Compared to ReadNorFlash:

  • This enables zero-cost reads (in particular there is no copy of the slice).
  • This prevents mutable operations until the slices that have been read are dropped (they could be copied to hold the content longer resulting in the same as using ReadNorFlash::read in the first place).

@MathiasKoch
Copy link
Collaborator

My fear around this would be that we end up seeing a whole set of library crates that requires DirectreadNorFlash, without supporting the slightly more expensive implementation of just ReadNorFlash. Wonder if we could somehow do a default implementation of one of them or similar support, to make it easier for library authors to do implementations that works with the best available one.

Already we have the same issue in NorFlash & MultiwriteNorFlash, where we end up with a segmented library eco system, and this would probably introduce the same issue on the read-end.

Just my 2 cents, otherwise I am all for the zero-copy versions, and I personally think we should have support for this! Just a bit worried that we end up with so many traits that we break the clean API abstration we are actually trying to create with this.

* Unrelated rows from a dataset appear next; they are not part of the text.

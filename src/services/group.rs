//! Group service implementation
//!
//! Groups start with their creator as the only member. Joins are refused for
//! private groups, and the creator cannot leave. Every change to `members` is
//! mirrored on the user's `groups` list.

use tracing::{debug, info};
use uuid::Uuid;

use super::in_list_order;
use super::membership::{
    ensure_capacity, ensure_capacity_fits, partial_write, reciprocal_written, target_inserted,
    target_removed,
};
use crate::config::PaginationConfig;
use crate::database::DatabaseService;
use crate::models::{CreateGroupRequest, Group, PageRequest, UpdateGroupRequest, User, UserList};
use crate::utils::errors::{GatherError, MembershipTarget, Result};
use crate::utils::logging::log_group_action;

#[derive(Clone)]
pub struct GroupService {
    db: DatabaseService,
    pagination: PaginationConfig,
}

impl GroupService {
    /// Create a new GroupService instance
    pub fn new(db: DatabaseService, pagination: PaginationConfig) -> Self {
        Self { db, pagination }
    }

    /// Create a group with its creator as first member
    pub async fn create_group(&self, creator_id: Uuid, request: CreateGroupRequest) -> Result<Group> {
        let group = Group::new(creator_id, request.validate()?);
        let target = MembershipTarget::Group(group.id);
        debug!(group_id = %group.id, creator_id = %creator_id, "Creating group");

        self.db.groups.insert(&group).await?;

        let created = self
            .db
            .users
            .add_to_list(creator_id, UserList::CreatedGroups, group.id)
            .await;
        reciprocal_written("create_group", target, creator_id, created)?;
        let joined = self.db.users.add_to_list(creator_id, UserList::Groups, group.id).await;
        reciprocal_written("create_group", target, creator_id, joined)?;

        log_group_action(group.id, "create", creator_id, Some(group.name.as_str()));
        Ok(group)
    }

    pub async fn get_group(&self, group_id: Uuid) -> Result<Group> {
        debug!(group_id = %group_id, "Getting group by ID");
        self.db
            .groups
            .find_by_id(group_id)
            .await?
            .ok_or(GatherError::GroupNotFound { group_id })
    }

    /// List groups, newest first
    pub async fn list_groups(&self, page: PageRequest) -> Result<Vec<Group>> {
        let (limit, offset) = page.resolve(&self.pagination)?;
        self.db.groups.list(limit, offset).await
    }

    /// Update a group; only its creator may do this
    pub async fn update_group(
        &self,
        actor_id: Uuid,
        group_id: Uuid,
        request: UpdateGroupRequest,
    ) -> Result<Group> {
        let request = request.validate()?;
        let group = self.owned_group(actor_id, group_id).await?;
        ensure_capacity_fits(
            MembershipTarget::Group(group_id),
            request.max_participants,
            group.members.len(),
        )?;

        let updated = self
            .db
            .groups
            .update(group_id, &request)
            .await?
            .ok_or(GatherError::GroupNotFound { group_id })?;

        log_group_action(group_id, "update", actor_id, None);
        Ok(updated)
    }

    /// Delete a group and unlink it from every member; only its creator may do this
    pub async fn delete_group(&self, actor_id: Uuid, group_id: Uuid) -> Result<()> {
        let group = self.owned_group(actor_id, group_id).await?;
        purge_group(&self.db, &group).await?;

        log_group_action(group_id, "delete", actor_id, None);
        Ok(())
    }

    /// Add a user to a public group
    pub async fn join_group(&self, user_id: Uuid, group_id: Uuid) -> Result<Group> {
        let target = MembershipTarget::Group(group_id);
        let mut group = self.get_group(group_id).await?;

        if group.is_private {
            return Err(GatherError::PrivateGroup { group_id });
        }
        ensure_capacity(target, group.is_full(), group.max_participants)?;
        if group.members.contains(&user_id) {
            return Err(GatherError::AlreadyMember { target });
        }

        target_inserted(target, self.db.groups.add_member(group_id, user_id).await?)?;
        let reciprocal = self.db.users.add_to_list(user_id, UserList::Groups, group_id).await;
        reciprocal_written("join_group", target, user_id, reciprocal)?;

        group.members.push(user_id);
        log_group_action(group_id, "join", user_id, None);
        Ok(group)
    }

    /// Remove a user from a group; the creator stays
    pub async fn leave_group(&self, user_id: Uuid, group_id: Uuid) -> Result<Group> {
        let target = MembershipTarget::Group(group_id);
        let mut group = self.get_group(group_id).await?;

        if group.creator_id == user_id {
            return Err(GatherError::CreatorCannotLeave { group_id });
        }
        if !group.members.contains(&user_id) {
            return Err(GatherError::NotMember { target });
        }

        target_removed(target, self.db.groups.remove_member(group_id, user_id).await?)?;
        let reciprocal = self.db.users.remove_from_list(user_id, UserList::Groups, group_id).await;
        reciprocal_written("leave_group", target, user_id, reciprocal)?;

        group.members.retain(|id| *id != user_id);
        log_group_action(group_id, "leave", user_id, None);
        Ok(group)
    }

    /// Members of a group, in join order
    pub async fn members(&self, group_id: Uuid) -> Result<Vec<User>> {
        let group = self.get_group(group_id).await?;
        let users = self.db.users.find_many(&group.members).await?;
        Ok(in_list_order(&group.members, users, |user| user.id))
    }

    async fn owned_group(&self, actor_id: Uuid, group_id: Uuid) -> Result<Group> {
        let group = self.get_group(group_id).await?;
        if group.creator_id != actor_id {
            return Err(GatherError::PermissionDenied(
                "Only the creator can modify this group".to_string(),
            ));
        }
        Ok(group)
    }
}

/// Delete a group document, then pull its id from every user that references it
pub(crate) async fn purge_group(db: &DatabaseService, group: &Group) -> Result<()> {
    if !db.groups.delete(group.id).await? {
        return Err(GatherError::GroupNotFound { group_id: group.id });
    }

    let unlinked: Result<u64> = async {
        let members = db.users.remove_from_all(UserList::Groups, group.id).await?;
        db.users
            .remove_from_list(group.creator_id, UserList::CreatedGroups, group.id)
            .await?;
        Ok(members)
    }
    .await;

    match unlinked {
        Ok(members) => {
            info!(group_id = %group.id, members = members, "Group deleted and unlinked");
            Ok(())
        }
        Err(error) => Err(partial_write(
            "delete_group",
            MembershipTarget::Group(group.id),
            group.creator_id,
            error,
        )),
    }
}

#[cfg(test)]
mod tests {
    use super::*;
    use crate::models::ProfileFields;
    use assert_matches::assert_matches;

    async fn setup() -> (GroupService, DatabaseService, Uuid) {
        let db = DatabaseService::in_memory();
        let creator = User::new("owner@example.com".into(), "hash".into(), ProfileFields::default());
        db.users.insert(&creator).await.unwrap();
        let service = GroupService::new(
            db.clone(),
            PaginationConfig { default_limit: 100, max_limit: 100 },
        );
        (service, db, creator.id)
    }

    async fn add_user(db: &DatabaseService, email: &str) -> Uuid {
        let user = User::new(email.into(), "hash".into(), ProfileFields::default());
        db.users.insert(&user).await.unwrap();
        user.id
    }

    fn request(is_private: bool, max_participants: i32) -> CreateGroupRequest {
        CreateGroupRequest {
            name: "Hikers".to_string(),
            description: Some("Weekend trails".to_string()),
            is_private,
            max_participants,
        }
    }

    #[tokio::test]
    async fn test_create_adds_creator_on_both_sides() {
        let (service, db, creator) = setup().await;
        let group = service.create_group(creator, request(false, 5)).await.unwrap();

        assert_eq!(group.members, vec![creator]);
        let user = db.users.find_by_id(creator).await.unwrap().unwrap();
        assert_eq!(user.created_groups, vec![group.id]);
        assert_eq!(user.groups, vec![group.id]);
    }

    #[tokio::test]
    async fn test_private_group_rejects_join_before_capacity() {
        let (service, db, creator) = setup().await;
        // full and private: privacy wins
        let group = service.create_group(creator, request(true, 1)).await.unwrap();
        let guest = add_user(&db, "guest@example.com").await;

        assert_matches!(
            service.join_group(guest, group.id).await,
            Err(GatherError::PrivateGroup { .. })
        );
    }

    #[tokio::test]
    async fn test_full_group_rejects_existing_member_with_capacity_error() {
        let (service, _db, creator) = setup().await;
        let group = service.create_group(creator, request(false, 1)).await.unwrap();

        assert_matches!(
            service.join_group(creator, group.id).await,
            Err(GatherError::CapacityReached { max: 1, .. })
        );
    }

    #[tokio::test]
    async fn test_creator_cannot_leave() {
        let (service, db, creator) = setup().await;
        let group = service.create_group(creator, request(false, 5)).await.unwrap();
        let guest = add_user(&db, "guest@example.com").await;

        assert_matches!(
            service.leave_group(creator, group.id).await,
            Err(GatherError::CreatorCannotLeave { .. })
        );
        assert_matches!(
            service.leave_group(guest, group.id).await,
            Err(GatherError::NotMember { .. })
        );
    }

    #[tokio::test]
    async fn test_members_in_join_order() {
        let (service, db, creator) = setup().await;
        let group = service.create_group(creator, request(false, 5)).await.unwrap();
        let first = add_user(&db, "first@example.com").await;
        let second = add_user(&db, "second@example.com").await;
        service.join_group(first, group.id).await.unwrap();
        service.join_group(second, group.id).await.unwrap();

        let members: Vec<Uuid> = service.members(group.id).await.unwrap().into_iter().map(|u| u.id).collect();
        assert_eq!(members, vec![creator, first, second]);
    }

    #[tokio::test]
    async fn test_delete_requires_creator_and_unlinks() {
        let (service, db, creator) = setup().await;
        let group = service.create_group(creator, request(false, 5)).await.unwrap();
        let guest = add_user(&db, "guest@example.com").await;
        service.join_group(guest, group.id).await.unwrap();

        assert_matches!(
            service.delete_group(guest, group.id).await,
            Err(GatherError::PermissionDenied(_))
        );

        service.delete_group(creator, group.id).await.unwrap();
        for id in [creator, guest] {
            let user = db.users.find_by_id(id).await.unwrap().unwrap();
            assert!(user.groups.is_empty());
            assert!(user.created_groups.is_empty());
        }
    }
}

Thoughts @Dirbaio @eldruin ? This feels like the same discussion you guys have had with E-H as well?

@ia0
Copy link
Contributor Author

ia0 commented Jan 9, 2022

Good point. I didn't think about enforcing users to write portable code as an API objective. What I could suggest to help in this direction would be:

  1. Make it clear in the documentation that ReadNorFlash (resp. NorFlash) is the default trait for read (resp. write) access.
  2. To make the point above clearer, all other traits are moved to a separate module with a clear name, e.g. non_portable.
  3. To make the point above clearer, the module is feature-gated. The feature would be disabled by default and would have a clear name too (probably the same name, something that suggests that using those traits is not portable).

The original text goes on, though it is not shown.